Art Review: Expanding Borders

By: Mary Bass, Art Critic

If Olivet Nazarene University were the Pacific Ocean, I would say that the art department is the Marianas Trench. The art department and its inhabitants, the students (with the exception of graphic design classes), abide in the shadowy recesses of Lower Larsen.

The occupants of the art department are somewhat mysterious in nature because of their seclusion in Larsen’s depths. Their feeding habits are odd and inconsistent. They rarely come above ground while there are a myriad of projects to be completed in the department’s art labs. When art majors do appear in common areas of the university, their tired and bedraggled appearance, a result of procrastination and late nights, may bring the shock and alarm akin to that of a giant squid sighting.

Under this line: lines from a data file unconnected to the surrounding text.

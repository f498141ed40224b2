//! HTTP-triggered download variant
//!
//! `GET /{kind}/{id}` synthesizes the canonical item URL and runs the same
//! pipeline as the interactive prompt, with the batch-size confirmation
//! bypassed. Batches are serialized behind a lock since the streaming
//! session supports one active stream at a time.

use std::net::SocketAddr;
use std::sync::Arc;

use anyhow::{Context, Result};
use axum::Router;
use axum::extract::{Path, State};
use axum::http::StatusCode;
use axum::routing::get;
use tokio::sync::Mutex;
use tracing::{info, warn};

use crate::catalog::{CatalogClient, ItemKind, canonical_url};
use crate::download::Downloader;

pub struct ServerState {
    catalog: Arc<CatalogClient>,
    downloader: Downloader,
    batch_lock: Mutex<()>,
}

pub async fn serve(catalog: Arc<CatalogClient>, downloader: Downloader, port: u16) -> Result<()> {
    let state = Arc::new(ServerState {
        catalog,
        downloader,
        batch_lock: Mutex::new(()),
    });

    let app = Router::new()
        .route("/{kind}/{id}", get(download_item))
        .with_state(state);

    let addr = SocketAddr::from(([127, 0, 0, 1], port));
    let listener = tokio::net::TcpListener::bind(addr)
        .await
        .with_context(|| format!("Failed to bind {addr}"))?;
    info!("Listening on http://{addr}");

    axum::serve(listener, app).await.context("Server error")?;
    Ok(())
}

async fn download_item(
    Path((kind, id)): Path<(String, String)>,
    State(state): State<Arc<ServerState>>,
) -> (StatusCode, String) {
    let Some(kind) = ItemKind::from_segment(&kind) else {
        return (
            StatusCode::NOT_FOUND,
            format!("unknown item type: {kind}\n"),
        );
    };

    let query = canonical_url(kind, &id);
    info!("Download request for {}", query);

    let tracks = match state.catalog.resolve(&query).await {
        Ok(tracks) => tracks,
        Err(e) => {
            warn!("Resolution failed for {}: {:#}", query, e);
            return (
                StatusCode::BAD_GATEWAY,
                "catalog resolution failed\n".to_string(),
            );
        }
    };
    if tracks.is_empty() {
        return (StatusCode::NOT_FOUND, "no tracks found\n".to_string());
    }

    let _guard = state.batch_lock.lock().await;
    let result = state.downloader.download_batch(tracks, None).await;
    info!(
        "Batch finished: {} downloaded, {} skipped, {} failed",
        result.downloaded(),
        result.skipped(),
        result.failed()
    );

    (StatusCode::OK, "ok\n".to_string())
}
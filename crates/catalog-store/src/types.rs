//! Core domain types for the movie catalog.
//!
//! This module defines the records that the enrichment pipeline loads,
//! mutates and prunes:
//! - `CatalogEntry`: one persisted movie
//! - `Trailer`: video metadata attached by the catalog client
//! - `ExternalRatings`: the external-identifier link plus fetched ratings
//! - `RatingsApiResponse`: the transient payload of the ratings API
//!
//! Ownership model: a `CatalogEntry` owns its `Trailer` and `ExternalRatings`
//! directly (`Option<T>` fields), so attaching or dropping an entry never
//! leaves a dangling child record behind.

use serde::{Deserialize, Serialize};

// =============================================================================
// Constants
// =============================================================================

/// Placeholder the ratings API returns when a movie has no IMDb rating.
pub const NOT_AVAILABLE: &str = "N/A";

/// `Source` label of the Rotten Tomatoes score in the ratings payload.
pub const ROTTEN_TOMATOES_SOURCE: &str = "Rotten Tomatoes";

/// Numeric identifier used by the remote movie catalog (TMDB)
pub type CatalogId = u64;

// =============================================================================
// Catalog Entry
// =============================================================================

/// Represents one movie in the local catalog.
///
/// The `id` doubles as the remote catalog identifier, which is why it is a
/// string that usually holds a number (e.g. `"603"`).
#[derive(Debug, Clone, PartialEq, Serialize, Deserialize)]
pub struct CatalogEntry {
    /// Stable key of the record
    pub id: String,

    /// Category tag used to select batches (e.g. "popular", "upcoming")
    #[serde(rename = "type")]
    pub kind: String,

    #[serde(default, skip_serializing_if = "Option::is_none")]
    pub title: Option<String>,

    /// Relative poster path on the image CDN (e.g. "/abc.jpg")
    #[serde(default, skip_serializing_if = "Option::is_none")]
    pub poster_path: Option<String>,

    #[serde(default, skip_serializing_if = "Option::is_none")]
    pub trailer: Option<Trailer>,

    #[serde(default, skip_serializing_if = "Option::is_none")]
    pub ratings: Option<ExternalRatings>,
}

impl CatalogEntry {
    /// Create a bare entry with no enrichment attached.
    pub fn new(id: impl Into<String>, kind: impl Into<String>) -> Self {
        Self {
            id: id.into(),
            kind: kind.into(),
            title: None,
            poster_path: None,
            trailer: None,
            ratings: None,
        }
    }

    /// Builder-style title setter, mostly handy in tests and fixtures.
    pub fn with_title(mut self, title: impl Into<String>) -> Self {
        self.title = Some(title.into());
        self
    }

    /// The id interpreted as a remote catalog identifier.
    ///
    /// Returns `None` for ids that are not plain numbers; such entries cannot
    /// be looked up remotely.
    pub fn catalog_id(&self) -> Option<CatalogId> {
        self.id.trim().parse().ok()
    }

    /// Attach trailer data, replacing any previous trailer.
    pub fn attach_trailer(&mut self, trailer: Trailer) {
        self.trailer = Some(trailer);
    }

    /// Attach the external ratings link, replacing any previous one.
    pub fn attach_ratings(&mut self, ratings: ExternalRatings) {
        self.ratings = Some(ratings);
    }
}

// =============================================================================
// Trailer
// =============================================================================

/// Video metadata for a movie, as returned by the catalog client.
#[derive(Debug, Clone, PartialEq, Eq, Serialize, Deserialize)]
pub struct Trailer {
    /// Id of the owning `CatalogEntry`
    pub id: String,
    /// Video key on the hosting site
    pub key: String,
    pub name: String,
    /// Hosting site, e.g. "YouTube"
    pub site: String,
    /// Video category, e.g. "Trailer" or "Teaser"
    pub kind: String,
}

impl Trailer {
    /// Public watch URL, when the hosting site is known.
    pub fn watch_url(&self) -> Option<String> {
        match self.site.as_str() {
            "YouTube" => Some(format!("https://www.youtube.com/watch?v={}", self.key)),
            "Vimeo" => Some(format!("https://vimeo.com/{}", self.key)),
            _ => None,
        }
    }
}

// =============================================================================
// External Ratings
// =============================================================================

/// Link between a catalog entry and the ratings database, plus the ratings
/// fetched through it.
///
/// Created as soon as the external identifier is known; the rating fields
/// stay empty until the ratings response arrives and `apply` is called.
#[derive(Debug, Clone, Default, PartialEq, Eq, Serialize, Deserialize)]
pub struct ExternalRatings {
    /// Id of the owning `CatalogEntry`
    pub id: String,
    /// External identifier (IMDb id, e.g. "tt0133093") used as the ratings-API key
    pub path: String,
    /// Empty or "N/A" means absent
    #[serde(default)]
    pub imdb_rating: String,
    /// Empty means absent
    #[serde(default)]
    pub rotten_tomatoes_score: String,
}

impl ExternalRatings {
    pub fn new(id: impl Into<String>, path: impl Into<String>) -> Self {
        Self {
            id: id.into(),
            path: path.into(),
            ..Self::default()
        }
    }

    /// Copy the fetched rating values into this record.
    pub fn apply(&mut self, response: &RatingsApiResponse) {
        self.imdb_rating = response.imdb_rating.clone();
        self.rotten_tomatoes_score = response.rotten_tomatoes_score();
    }

    /// IMDb rating, unless empty or the "N/A" placeholder.
    pub fn imdb_rating(&self) -> Option<&str> {
        let rating = self.imdb_rating.as_str();
        if rating.is_empty() || rating == NOT_AVAILABLE {
            None
        } else {
            Some(rating)
        }
    }

    /// Rotten Tomatoes score, unless empty.
    pub fn rotten_tomatoes_score(&self) -> Option<&str> {
        let score = self.rotten_tomatoes_score.as_str();
        (!score.is_empty()).then_some(score)
    }

    /// True when both rating values are present.
    ///
    /// An entry whose fetched ratings fail this check is deleted from the store.
    pub fn has_quality_ratings(&self) -> bool {
        self.imdb_rating().is_some() && self.rotten_tomatoes_score().is_some()
    }
}

// =============================================================================
// Ratings API payload
// =============================================================================

/// One `{ "Source", "Value" }` pair of the ratings payload.
#[derive(Debug, Clone, PartialEq, Eq, Serialize, Deserialize)]
pub struct RatingSource {
    #[serde(rename = "Source")]
    pub source: String,
    #[serde(rename = "Value")]
    pub value: String,
}

/// Decoded body of a ratings API call.
///
/// Only the fields the pipeline reads are modelled; everything else in the
/// payload is ignored by serde.
#[derive(Debug, Clone, Default, PartialEq, Eq, Serialize, Deserialize)]
pub struct RatingsApiResponse {
    #[serde(rename = "imdbID", default)]
    pub id: String,

    #[serde(rename = "Title", default, skip_serializing_if = "Option::is_none")]
    pub title: Option<String>,

    #[serde(rename = "imdbRating", default)]
    pub imdb_rating: String,

    #[serde(rename = "Ratings", default)]
    pub ratings: Vec<RatingSource>,

    /// "True" or "False"; the API reports lookup failures in-band
    #[serde(rename = "Response", default, skip_serializing_if = "Option::is_none")]
    pub response: Option<String>,

    #[serde(rename = "Error", default, skip_serializing_if = "Option::is_none")]
    pub error: Option<String>,
}

impl RatingsApiResponse {
    /// Rotten Tomatoes score from the `Ratings` list, or an empty string.
    pub fn rotten_tomatoes_score(&self) -> String {
        self.ratings
            .iter()
            .find(|r| r.source == ROTTEN_TOMATOES_SOURCE)
            .map(|r| r.value.clone())
            .unwrap_or_default()
    }

    /// The error message when the API answered `"Response": "False"`.
    pub fn api_error(&self) -> Option<&str> {
        match self.response.as_deref() {
            Some(r) if r.eq_ignore_ascii_case("false") => {
                Some(self.error.as_deref().unwrap_or("unknown ratings API error"))
            }
            _ => None,
        }
    }
}

#[cfg(test)]
mod tests {
    use super::*;

    fn response(imdb: &str, rt: Option<&str>) -> RatingsApiResponse {
        RatingsApiResponse {
            id: "tt1234567".to_string(),
            imdb_rating: imdb.to_string(),
            ratings: rt
                .map(|v| {
                    vec![RatingSource {
                        source: ROTTEN_TOMATOES_SOURCE.to_string(),
                        value: v.to_string(),
                    }]
                })
                .unwrap_or_default(),
            ..RatingsApiResponse::default()
        }
    }

    #[test]
    fn test_catalog_id_parsing() {
        assert_eq!(CatalogEntry::new("603", "popular").catalog_id(), Some(603));
        assert_eq!(CatalogEntry::new("abc", "popular").catalog_id(), None);
        assert_eq!(CatalogEntry::new("", "popular").catalog_id(), None);
    }

    #[test]
    fn test_apply_copies_exact_values() {
        let mut ratings = ExternalRatings::new("603", "tt1234567");
        ratings.apply(&response("8.1", Some("90%")));

        assert_eq!(ratings.imdb_rating, "8.1");
        assert_eq!(ratings.rotten_tomatoes_score, "90%");
        assert!(ratings.has_quality_ratings());
    }

    #[test]
    fn test_placeholder_and_empty_ratings_fail_quality() {
        let mut ratings = ExternalRatings::new("1", "tt1");

        ratings.apply(&response("N/A", Some("88%")));
        assert!(!ratings.has_quality_ratings());

        ratings.apply(&response("", Some("88%")));
        assert!(!ratings.has_quality_ratings());

        ratings.apply(&response("7.4", None));
        assert!(!ratings.has_quality_ratings());
    }

    #[test]
    fn test_whitespace_ratings_count_as_present() {
        let mut ratings = ExternalRatings::new("1", "tt1");
        ratings.apply(&response("7.4", Some(" ")));

        assert_eq!(ratings.rotten_tomatoes_score(), Some(" "));
        assert!(ratings.has_quality_ratings());
    }

    #[test]
    fn test_decode_ratings_payload() {
        let body = r#"{
            "Title": "The Matrix",
            "imdbRating": "8.7",
            "imdbID": "tt0133093",
            "Ratings": [
                {"Source": "Internet Movie Database", "Value": "8.7/10"},
                {"Source": "Rotten Tomatoes", "Value": "83%"}
            ],
            "Response": "True"
        }"#;

        let decoded: RatingsApiResponse = serde_json::from_str(body).unwrap();
        assert_eq!(decoded.id, "tt0133093");
        assert_eq!(decoded.imdb_rating, "8.7");
        assert_eq!(decoded.rotten_tomatoes_score(), "83%");
        assert_eq!(decoded.api_error(), None);
    }

    #[test]
    fn test_api_error_payload() {
        let body = r#"{"Response": "False", "Error": "Incorrect IMDb ID."}"#;
        let decoded: RatingsApiResponse = serde_json::from_str(body).unwrap();
        assert_eq!(decoded.api_error(), Some("Incorrect IMDb ID."));
    }

    #[test]
    fn test_trailer_watch_url() {
        let trailer = Trailer {
            id: "603".to_string(),
            key: "vKQi3bBA1y8".to_string(),
            name: "Official Trailer".to_string(),
            site: "YouTube".to_string(),
            kind: "Trailer".to_string(),
        };
        assert_eq!(
            trailer.watch_url().as_deref(),
            Some("https://www.youtube.com/watch?v=vKQi3bBA1y8")
        );
    }
}
//! # Catalog Store Crate
//!
//! This crate holds the persisted side of the movie catalog.
//!
//! ## Main Components
//!
//! - **types**: Domain records (CatalogEntry, Trailer, ExternalRatings, RatingsApiResponse)
//! - **store**: The `RecordStore` trait and the in-memory `CatalogStore`
//! - **parser**: JSON file load/save for `CatalogStore`
//! - **error**: Error types for store access
//!
//! ## Example Usage
//!
//! ```ignore
//! use catalog_store::{CatalogStore, EntryField, RecordStore};
//! use std::path::Path;
//!
//! let store = CatalogStore::load_from_file(Path::new("data/catalog.json"))?;
//! let popular = store.get_all_where(EntryField::Type, "popular")?;
//!
//! println!("{} popular movies", popular.len());
//! ```

pub mod error;
pub mod parser;
pub mod store;
pub mod types;

pub use error::{Result, StoreError};
pub use store::{CatalogStore, EntryField, RecordStore};
pub use types::{
    CatalogEntry,
    CatalogId,
    ExternalRatings,
    RatingSource,
    RatingsApiResponse,
    Trailer,
    NOT_AVAILABLE,
    ROTTEN_TOMATOES_SOURCE,
};
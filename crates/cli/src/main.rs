use anyhow::{Context, Result, anyhow};
use clap::{Parser, Subcommand};
use colored::Colorize;
use catalog_store::{CatalogEntry, CatalogStore, EntryField, RecordStore};
use enrichment::{CatalogOrchestrator, EntryOutcome, SyncReport};
use api_client::{FetchConfig, PosterFetcher};
use pipeline::FilterPipeline;
use pipeline::filters::MinimumImdbRatingFilter;
use std::path::{Path, PathBuf};
use std::sync::Arc;
use std::time::{Duration, Instant};

/// ReelFetch - Movie catalog enrichment
#[derive(Parser, Debug)]
#[command(name = "reel-fetch")]
#[command(about = "Pull trailers and ratings into a local movie catalog", long_about = None)]
struct Cli {
    /// Path to the catalog store file
    #[arg(short, long, default_value = "data/catalog.json")]
    store: PathBuf,

    /// Per-request timeout in seconds
    #[arg(long, default_value = "10")]
    timeout_secs: u64,

    /// Ratings (OMDb) API key
    #[arg(long, env = "OMDB_API_KEY", hide_env_values = true, default_value = "")]
    omdb_api_key: String,

    /// Catalog (TMDB) API key
    #[arg(long, env = "TMDB_API_KEY", hide_env_values = true, default_value = "")]
    tmdb_api_key: String,

    #[command(subcommand)]
    command: Commands,
}

#[derive(Subcommand, Debug)]
enum Commands {
    /// Enrich every entry of a type and prune poorly rated ones
    Sync {
        /// Entry type to sync (e.g. "popular")
        #[arg(long)]
        kind: String,

        /// Also prune entries rated below this on IMDb
        #[arg(long)]
        min_imdb_rating: Option<f32>,

        /// Do not write the store back to disk
        #[arg(long)]
        dry_run: bool,
    },

    /// List stored entries of a type
    List {
        #[arg(long)]
        kind: String,
    },

    /// Download a poster image
    Poster {
        /// Poster path as stored on the entry (e.g. "/abc.jpg")
        #[arg(long)]
        path: String,

        /// File to write the image to
        #[arg(long)]
        output: PathBuf,
    },
}

impl Cli {
    fn fetch_config(&self) -> FetchConfig {
        FetchConfig::new(self.omdb_api_key.clone(), self.tmdb_api_key.clone())
            .with_request_timeout(Duration::from_secs(self.timeout_secs))
    }
}

#[tokio::main]
async fn main() -> Result<()> {
    // Initialize tracing
    tracing_subscriber::fmt()
        .with_env_filter(
            tracing_subscriber::EnvFilter::try_from_default_env()
                .unwrap_or_else(|_| tracing_subscriber::EnvFilter::new("info")),
        )
        .init();

    let cli = Cli::parse();
    let config = cli.fetch_config();

    match cli.command {
        Commands::Sync {
            kind,
            min_imdb_rating,
            dry_run,
        } => handle_sync(&cli.store, &config, &kind, min_imdb_rating, dry_run).await?,
        Commands::List { kind } => handle_list(&cli.store, &kind)?,
        Commands::Poster { path, output } => handle_poster(&config, &path, &output).await?,
    }

    Ok(())
}

/// Handle the 'sync' command
async fn handle_sync(
    store_path: &Path,
    config: &FetchConfig,
    kind: &str,
    min_imdb_rating: Option<f32>,
    dry_run: bool,
) -> Result<()> {
    println!("Loading catalog from {}...", store_path.display());
    let store = Arc::new(
        CatalogStore::load_from_file(store_path).context("Failed to load catalog store")?,
    );
    println!("{} Loaded {} entries", "✓".green(), store.len());

    let mut extra = FilterPipeline::new();
    if let Some(min) = min_imdb_rating {
        extra = extra.add_filter(MinimumImdbRatingFilter::new(min));
    }
    let orchestrator =
        CatalogOrchestrator::from_config(store.clone(), config)?.with_extra_filters(extra);

    let start = Instant::now();
    let report = orchestrator.fetch_movie_data_with_report(kind).await?;
    println!("{} Synced {:?} in {:?}", "✓".green(), kind, start.elapsed());

    print_report(&report);

    if dry_run {
        println!("{}", "Dry run: store not written".yellow());
    } else {
        store
            .save_to_file(store_path)
            .context("Failed to save catalog store")?;
        println!("{} Saved {}", "✓".green(), store_path.display());
    }
    Ok(())
}

/// Handle the 'list' command
fn handle_list(store_path: &Path, kind: &str) -> Result<()> {
    let store = CatalogStore::load_or_default(store_path).context("Failed to load catalog store")?;
    let entries = store.get_all_where(EntryField::Type, kind)?;

    if entries.is_empty() {
        return Err(anyhow!("No entries of type {:?} in {}", kind, store_path.display()));
    }

    println!("{}", format!("{} entries of type {:?}:", entries.len(), kind).bold().blue());
    for entry in &entries {
        print_entry(entry);
    }
    Ok(())
}

/// Handle the 'poster' command
async fn handle_poster(config: &FetchConfig, path: &str, output: &Path) -> Result<()> {
    let fetcher = PosterFetcher::new(config);
    let poster_path = path.to_string();
    let bytes = tokio::task::spawn_blocking(move || fetcher.fetch_poster(&poster_path))
        .await
        .context("Poster task panicked")?
        .ok_or_else(|| anyhow!("Poster {} could not be downloaded", path))?;

    std::fs::write(output, &bytes)
        .with_context(|| format!("Failed to write {}", output.display()))?;
    println!(
        "{} Wrote {} bytes to {}",
        "✓".green(),
        bytes.len(),
        output.display()
    );
    Ok(())
}

/// Helper function to print one entry
fn print_entry(entry: &CatalogEntry) {
    let title = entry.title.as_deref().unwrap_or("(untitled)");
    let ratings = match &entry.ratings {
        Some(r) => format!(
            "IMDb {} | RT {}",
            r.imdb_rating().unwrap_or("-"),
            r.rotten_tomatoes_score().unwrap_or("-")
        ),
        None => "unrated".dimmed().to_string(),
    };
    println!("{} {} [{}]", entry.id.to_string().green(), title, ratings);

    if let Some(url) = entry.trailer.as_ref().and_then(|t| t.watch_url()) {
        println!("   Trailer: {}", url);
    }
}

/// Outcome counts in display order
fn summary_rows(report: &SyncReport) -> Vec<(&'static str, usize)> {
    [
        ("Retained", EntryOutcome::Retained),
        ("Pruned", EntryOutcome::Pruned),
        ("Unrated", EntryOutcome::Unrated),
        ("No identifier", EntryOutcome::NoIdentifier),
        ("Skipped", EntryOutcome::Skipped),
        ("Missing", EntryOutcome::Missing),
        ("Not deleted", EntryOutcome::DeleteFailed),
    ]
    .into_iter()
    .map(|(label, outcome)| (label, report.count(outcome)))
    .collect()
}

/// Helper function to summarise a sync
fn print_report(report: &SyncReport) {
    print!("{}", "Sync summary:\n".bold().blue());
    for (label, count) in summary_rows(report) {
        println!("{}{}: {}", "• ".cyan(), label, count);
    }
    println!("{}Trailers attached: {}", "• ".cyan(), report.trailers_attached);

    if !report.pruned_ids().is_empty() {
        println!("Pruned: {}", report.pruned_ids().join(", ").red());
    }

    for entry in &report.entries {
        print_entry(entry);
    }
}
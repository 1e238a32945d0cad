//! Integration tests for the quality pipeline.
//!
//! These tests run filters against entries stored in a real `CatalogStore`,
//! the way the enrichment orchestrator uses them.

use catalog_store::{CatalogEntry, CatalogStore, EntryField, ExternalRatings, RecordStore};
use pipeline::filters::*;
use pipeline::{Filter, FilterPipeline};

fn create_test_store() -> CatalogStore {
    let entries = vec![
        // Well rated on both sites: should pass
        rated("603", "The Matrix", "8.7", "83%"),
        // IMDb placeholder: should be filtered
        rated("13", "Forrest Gump", "N/A", "71%"),
        // No Rotten Tomatoes score: should be filtered
        rated("680", "Pulp Fiction", "8.9", ""),
        // Both present but low IMDb rating
        rated("10196", "The Last Airbender", "4.0", "5%"),
        // Never enriched
        CatalogEntry::new("550", "popular").with_title("Fight Club"),
    ];
    CatalogStore::from_entries(entries).unwrap()
}

fn rated(id: &str, title: &str, imdb: &str, rt: &str) -> CatalogEntry {
    let mut entry = CatalogEntry::new(id, "popular").with_title(title);
    let mut ratings = ExternalRatings::new(id, format!("tt{:0>7}", id));
    ratings.imdb_rating = imdb.to_string();
    ratings.rotten_tomatoes_score = rt.to_string();
    entry.attach_ratings(ratings);
    entry
}

#[test]
fn test_quality_default_keeps_fully_rated_entries() {
    let store = create_test_store();
    let batch = store.get_all_where(EntryField::Type, "popular").unwrap();

    let kept = FilterPipeline::quality_default().apply(batch);

    let mut ids: Vec<_> = kept.iter().map(|e| e.id.as_str()).collect();
    ids.sort();
    assert_eq!(ids, vec!["10196", "603"]);
}

#[test]
fn test_threshold_on_top_of_quality_rule() {
    let store = create_test_store();
    let batch = store.get_all_where(EntryField::Type, "popular").unwrap();

    let pipeline = FilterPipeline::quality_default().add_filter(MinimumImdbRatingFilter::new(6.0));
    let kept = pipeline.apply(batch);

    assert_eq!(kept.len(), 1);
    assert_eq!(kept[0].title.as_deref(), Some("The Matrix"));
}

#[test]
fn test_pruning_rejected_entries_from_store() {
    let store = create_test_store();
    let pipeline = FilterPipeline::quality_default();

    for entry in store.get_all_where(EntryField::Type, "popular").unwrap() {
        if entry.ratings.is_some() && !pipeline.accepts(&entry) {
            store.delete_by_id(&entry.id).unwrap();
        }
    }

    let mut deleted = store.deleted_ids();
    deleted.sort();
    assert_eq!(deleted, vec!["13".to_string(), "680".to_string()]);
    // Unenriched entries are never pruned by the quality rule alone.
    assert!(store.get_by_id("550").unwrap().is_some());
}

#[test]
fn test_filter_trait_objects() {
    let filters: Vec<Box<dyn Filter>> = vec![
        Box::new(RatingsPresentFilter),
        Box::new(MinimumImdbRatingFilter::new(8.0)),
    ];
    let entry = rated("603", "The Matrix", "8.7", "83%");

    assert!(filters.iter().all(|f| f.accepts(&entry)));
}
//! Remote API clients for the movie catalog.
//!
//! This crate talks to the two remote services the catalog is enriched from,
//! plus the image CDN:
//! - `TmdbClient` (`CatalogClient`): trailers and external identifiers
//! - `OmdbClient` (`RatingsSource`): IMDb and Rotten Tomatoes ratings
//! - `PosterFetcher`: blocking poster download
//!
//! The async clients sit behind object-safe traits so the enrichment
//! orchestrator can be driven by test doubles.

pub mod catalog;
pub mod config;
pub mod error;
mod http;
pub mod poster;
pub mod ratings;

#[cfg(any(test, feature = "test-support"))]
pub mod test_support;

pub use catalog::{CatalogClient, IdentifierData, TmdbClient};
pub use config::FetchConfig;
pub use error::{ClientError, Result};
pub use poster::PosterFetcher;
pub use ratings::{OmdbClient, RatingsSource};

Joking aside, the art department is fairly alien to those who have not taken a studio art class. Since it occupies a single, long hallway in Larsen’s basement, it seems appropriate that the title of the department’s milestone of a new art exhibit is Expanding Borders. This is the first annual regional juried art show hosted at Olivet Nazarene University. Olivet often hosts art shows for local artists, even artists from neighboring states.

However, this is the first time the art department’s gallery houses work from several states. According to the art department’s press release, the show reached out to artists in Illinois, Indiana, Wisconsin, Iowa, Missouri and Kentucky, showing 35 works out of over 125 works submitted.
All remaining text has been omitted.